Company leaders like Satya Nadella (Microsoft), Ginni Rometty (IBM), Hiroaki Nakanishi (Hitachi), Bill McDermott (SAP) and Michael Dell (Dell Technologies) – to name a few – spoke about (digital) globalisation in their presentations and panel discussions, as well as Industry 4.0 and naturally also artificial intelligence (AI). The head of Microsoft Switzerland Marianne Janik was interviewed on the Swiss TV station SRF. She said that a lot of people were wondering whether the WEF was actually a technology conference in disguise, but she welcomed the hype around AI. She thought it was prompting more discussions about how us humans should deal with it.
Cyber-attacks are the fifth biggest global risk
Another much-discussed IT subject was cyber-security. The breakdown of critical information infrastructures, data theft and cyberattacks are listed in the current WEF Global Risk Report among the top ten risks most likely to happen and with the most serious consequences – alongside issues like natural disasters, involuntary migration, weapons of mass destruction, contagious diseases and the failure of climate protection. An interesting point here is that internet attacks didn’t even make an appearance in the top 5 risks until 2014. The risk of data theft and misuse is rated even higher than cyber-attacks in terms of their likelihood.

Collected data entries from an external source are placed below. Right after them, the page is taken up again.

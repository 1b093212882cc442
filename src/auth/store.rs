//! Durable credential store for the user snapshot and the access/refresh token
//! pair. The three keys are always written or cleared together under one lock,
//! so readers never observe a user without tokens or an access token paired with
//! a stale refresh token. Token values are only exposed to build headers or to
//! persist them.

use crate::auth::types::{TokenPair, User};
use secrecy::{ExposeSecret, SecretString};
use std::{
    collections::BTreeMap,
    fs,
    io::Write,
    path::{Path, PathBuf},
    sync::{Arc, Mutex, MutexGuard, PoisonError},
};
use thiserror::Error;
use tracing::{debug, warn};

pub const USER_KEY: &str = "user";
pub const ACCESS_TOKEN_KEY: &str = "accessToken";
pub const REFRESH_TOKEN_KEY: &str = "refreshToken";

const KEYS: [&str; 3] = [USER_KEY, ACCESS_TOKEN_KEY, REFRESH_TOKEN_KEY];

type Entries = BTreeMap<String, String>;

#[derive(Debug, Error)]
pub enum StoreError {
    #[error("credential storage I/O failed: {0}")]
    Io(#[from] std::io::Error),
    #[error("credential storage is not valid JSON: {0}")]
    Json(#[from] serde_json::Error),
}

/// Storage that survives process restarts. Implementations persist the whole
/// key set at once.
pub trait CredentialBackend: Send + Sync {
    /// # Errors
    /// Returns an error if the stored entries cannot be read or decoded.
    fn load(&self) -> Result<Entries, StoreError>;

    /// # Errors
    /// Returns an error if the entries cannot be written.
    fn save(&self, entries: &Entries) -> Result<(), StoreError>;
}

/// Process-local backend, shared between store instances to simulate reloads.
#[derive(Default)]
pub struct MemoryCredentials {
    entries: Mutex<Entries>,
}

impl MemoryCredentials {
    #[must_use]
    pub fn with_entries(entries: Entries) -> Self {
        Self {
            entries: Mutex::new(entries),
        }
    }

    #[must_use]
    pub fn snapshot(&self) -> Entries {
        lock(&self.entries).clone()
    }
}

impl CredentialBackend for MemoryCredentials {
    fn load(&self) -> Result<Entries, StoreError> {
        Ok(self.snapshot())
    }

    fn save(&self, entries: &Entries) -> Result<(), StoreError> {
        *lock(&self.entries) = entries.clone();
        Ok(())
    }
}

/// JSON file backend. Writes go to a sibling temp file that is renamed over the
/// target, so a crash never leaves a half-written token pair on disk.
pub struct FileCredentials {
    path: PathBuf,
}

impl FileCredentials {
    #[must_use]
    pub fn new(path: impl Into<PathBuf>) -> Self {
        Self { path: path.into() }
    }

    #[must_use]
    pub fn path(&self) -> &Path {
        &self.path
    }

    fn temp_path(&self) -> PathBuf {
        let mut name = self
            .path
            .file_name()
            .map(|name| name.to_os_string())
            .unwrap_or_default();
        name.push(".tmp");
        self.path.with_file_name(name)
    }
}

impl CredentialBackend for FileCredentials {
    fn load(&self) -> Result<Entries, StoreError> {
        match fs::read_to_string(&self.path) {
            Ok(raw) if raw.trim().is_empty() => Ok(Entries::new()),
            Ok(raw) => Ok(serde_json::from_str(&raw)?),
            Err(err) if err.kind() == std::io::ErrorKind::NotFound => Ok(Entries::new()),
            Err(err) => Err(err.into()),
        }
    }

    fn save(&self, entries: &Entries) -> Result<(), StoreError> {
        if entries.is_empty() {
            return match fs::remove_file(&self.path) {
                Ok(()) => Ok(()),
                Err(err) if err.kind() == std::io::ErrorKind::NotFound => Ok(()),
                Err(err) => Err(err.into()),
            };
        }

        if let Some(parent) = self.path.parent() {
            if !parent.as_os_str().is_empty() {
                fs::create_dir_all(parent)?;
            }
        }

        let payload = serde_json::to_vec_pretty(entries)?;
        let temp_path = self.temp_path();
        let mut file = open_private(&temp_path)?;
        file.write_all(&payload)?;
        file.sync_all()?;
        fs::rename(&temp_path, &self.path)?;

        debug!("credentials written to {}", self.path.display());

        Ok(())
    }
}

#[cfg(unix)]
fn open_private(path: &Path) -> std::io::Result<fs::File> {
    use std::os::unix::fs::OpenOptionsExt;

    fs::OpenOptions::new()
        .write(true)
        .create(true)
        .truncate(true)
        .mode(0o600)
        .open(path)
}

#[cfg(not(unix))]
fn open_private(path: &Path) -> std::io::Result<fs::File> {
    fs::File::create(path)
}

fn lock(entries: &Mutex<Entries>) -> MutexGuard<'_, Entries> {
    entries.lock().unwrap_or_else(PoisonError::into_inner)
}

/// Shared handle to the persisted credentials. Cloning is cheap; all clones see
/// the same entries.
#[derive(Clone)]
pub struct CredentialStore {
    inner: Arc<StoreInner>,
}

struct StoreInner {
    backend: Arc<dyn CredentialBackend>,
    entries: Mutex<Entries>,
}

impl CredentialStore {
    /// Loads the persisted entries, clearing them if the three keys are not
    /// co-present or the user snapshot does not decode.
    /// # Errors
    /// Returns an error if the backend cannot be read or repaired.
    pub fn open(backend: Arc<dyn CredentialBackend>) -> Result<Self, StoreError> {
        let mut entries = backend.load()?;
        entries.retain(|key, _| KEYS.contains(&key.as_str()));

        if !entries.is_empty() && !is_complete(&entries) {
            warn!("stored credentials are incomplete, clearing them");
            entries.clear();
            backend.save(&entries)?;
        }

        Ok(Self {
            inner: Arc::new(StoreInner {
                backend,
                entries: Mutex::new(entries),
            }),
        })
    }

    /// Store that lives only as long as the process.
    #[must_use]
    pub fn in_memory() -> Self {
        Self {
            inner: Arc::new(StoreInner {
                backend: Arc::new(MemoryCredentials::default()),
                entries: Mutex::new(Entries::new()),
            }),
        }
    }

    #[must_use]
    pub fn access_token(&self) -> Option<SecretString> {
        self.get(ACCESS_TOKEN_KEY).map(SecretString::from)
    }

    #[must_use]
    pub fn refresh_token(&self) -> Option<SecretString> {
        self.get(REFRESH_TOKEN_KEY).map(SecretString::from)
    }

    #[must_use]
    pub fn user(&self) -> Option<User> {
        let raw = self.get(USER_KEY)?;
        match serde_json::from_str(&raw) {
            Ok(user) => Some(user),
            Err(err) => {
                warn!("stored user snapshot does not decode: {err}");
                None
            }
        }
    }

    #[must_use]
    pub fn is_empty(&self) -> bool {
        lock(&self.inner.entries).is_empty()
    }

    /// True when either all three keys are present or none are.
    #[must_use]
    pub fn is_consistent(&self) -> bool {
        let entries = lock(&self.inner.entries);
        entries.is_empty() || is_complete(&entries)
    }

    /// Persists a fresh login: user snapshot plus both tokens.
    /// # Errors
    /// Returns an error if the user cannot be encoded or the backend write fails.
    pub fn save_login(&self, user: &User, tokens: &TokenPair) -> Result<(), StoreError> {
        let user_json = serde_json::to_string(user)?;
        self.mutate(|entries| {
            entries.insert(USER_KEY.to_string(), user_json);
            entries.insert(
                ACCESS_TOKEN_KEY.to_string(),
                tokens.access.expose_secret().to_string(),
            );
            entries.insert(
                REFRESH_TOKEN_KEY.to_string(),
                tokens.refresh.expose_secret().to_string(),
            );
            true
        })
        .map(|_| ())
    }

    /// Replaces the access token, and the refresh token when the backend rotated
    /// it, as long as `sent` is still the stored refresh token. Returns `false`
    /// without writing if the session was cleared or replaced meanwhile, so a
    /// concurrent logout or login is never overwritten.
    /// # Errors
    /// Returns an error if the backend write fails.
    pub fn update_tokens(
        &self,
        sent: &SecretString,
        access: &SecretString,
        rotated: Option<&SecretString>,
    ) -> Result<bool, StoreError> {
        self.mutate(|entries| {
            if !is_complete(entries) || !holds_refresh(entries, sent) {
                return false;
            }
            entries.insert(
                ACCESS_TOKEN_KEY.to_string(),
                access.expose_secret().to_string(),
            );
            if let Some(refresh) = rotated {
                entries.insert(
                    REFRESH_TOKEN_KEY.to_string(),
                    refresh.expose_secret().to_string(),
                );
            }
            true
        })
    }

    /// Clears all three keys if `rejected` is still the stored refresh token.
    /// Returns `false` and leaves a newer session alone otherwise.
    /// # Errors
    /// Returns an error if the backend write fails.
    pub fn clear_if_refresh(&self, rejected: &SecretString) -> Result<bool, StoreError> {
        self.mutate(|entries| {
            if !holds_refresh(entries, rejected) {
                return false;
            }
            entries.clear();
            true
        })
    }

    /// Replaces the user snapshot. Returns `false` if no tokens are stored.
    /// # Errors
    /// Returns an error if the user cannot be encoded or the backend write fails.
    pub fn update_user(&self, user: &User) -> Result<bool, StoreError> {
        let user_json = serde_json::to_string(user)?;
        self.mutate(|entries| {
            if !is_complete(entries) {
                return false;
            }
            entries.insert(USER_KEY.to_string(), user_json);
            true
        })
    }

    /// Removes all three keys.
    /// # Errors
    /// Returns an error if the backend write fails; the in-memory entries are
    /// cleared regardless.
    pub fn clear(&self) -> Result<(), StoreError> {
        let mut entries = lock(&self.inner.entries);
        entries.clear();
        self.inner.backend.save(&entries)
    }

    fn get(&self, key: &str) -> Option<String> {
        lock(&self.inner.entries).get(key).cloned()
    }

    fn mutate(&self, apply: impl FnOnce(&mut Entries) -> bool) -> Result<bool, StoreError> {
        let mut entries = lock(&self.inner.entries);
        let mut next = entries.clone();
        if !apply(&mut next) {
            return Ok(false);
        }
        self.inner.backend.save(&next)?;
        *entries = next;
        Ok(true)
    }
}

fn holds_refresh(entries: &Entries, refresh: &SecretString) -> bool {
    entries
        .get(REFRESH_TOKEN_KEY)
        .is_some_and(|stored| stored.as_str() == refresh.expose_secret())
}

fn is_complete(entries: &Entries) -> bool {
    KEYS.iter().all(|key| entries.contains_key(*key))
        && entries
            .get(USER_KEY)
            .is_some_and(|raw| serde_json::from_str::<User>(raw).is_ok())
}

Cyber security is too complex for companies
Against this backdrop, the WEF recently established the Centre for Cybersecurity, which has signed agreements with Europol, Interpol, the Israeli National Cybersecurity Authority, the Organization of American States, the UK’s National Cyber Security Centre, the UC Berkeley Center for Long-Term Cyber-Security and the Global Cyber Alliance. Like many countries, organisations and companies, the Centre for Cybersecurity is also a signatory of the Paris Call for Trust and Security in Cyberspace. The Zurich Versicherung insurance firm also recently announced that it had become a member of the new WEF organisation. The group estimates that the global costs of attacks on companies will increase to eight billion dollars in the next five years. The new WEF initiative invited participants in Davos to an open forum to discuss these issues.
The key message emanating from the discussion was that organisations and countries are no longer able to deal with these problems on their own – a good example is the devastating consequences of the WannaCry malware attack two years ago. As information is shared around the world, everyone is faced with the same challenges – but it’s still taboo for those affected to talk about it. Companies are criminalised if they lose data and they worry about the damage to their image, while the perpetrators are seldom identified or punished. The UN general secretary Antonio Gutierres took the same line, saying that the challenge requires soft mechanisms rather than tough measures. He says that all stakeholders – IT providers, the scientific and business communities as well as civil organisations – must develop common standards and protocols in order to master the problem.
Increase employees’ awareness and give them secure tools
Walter Bohnmayr, who heads up worldwide IT security at the Boston Consulting Group, warned that staff in companies are not sufficiently trained in security. He said that cybersecurity is an issue that affects the entire company – it’s not just an IT problem. The fact is that the prevalence of Bring Your Own Device (BYOD) is unstoppable now in most companies, although the use of private devices comes with information security risks. Whether companies provide their own devices or have a BYOD strategy, they must ensure that employees abide by the rules and never use any private tools like Dropbox or WhatsApp for business, if these tools don’t meet the company’s requirements for compliance, security and data protection.
This can only work if staff have tools at their disposal for sharing and working on confidential information – tools that are not only guaranteed to be based on the latest preventive technologies, but can prove it with recognised certifications. These solutions must also be easy to use. That’s because one thing is clear: without a high level of user acceptance and satisfaction, employees won’t bother using the solutions. Instead, they’ll find a workaround using non-secure methods and risk the loss of confidential information, know-how, and competitiveness and even the company’s survival.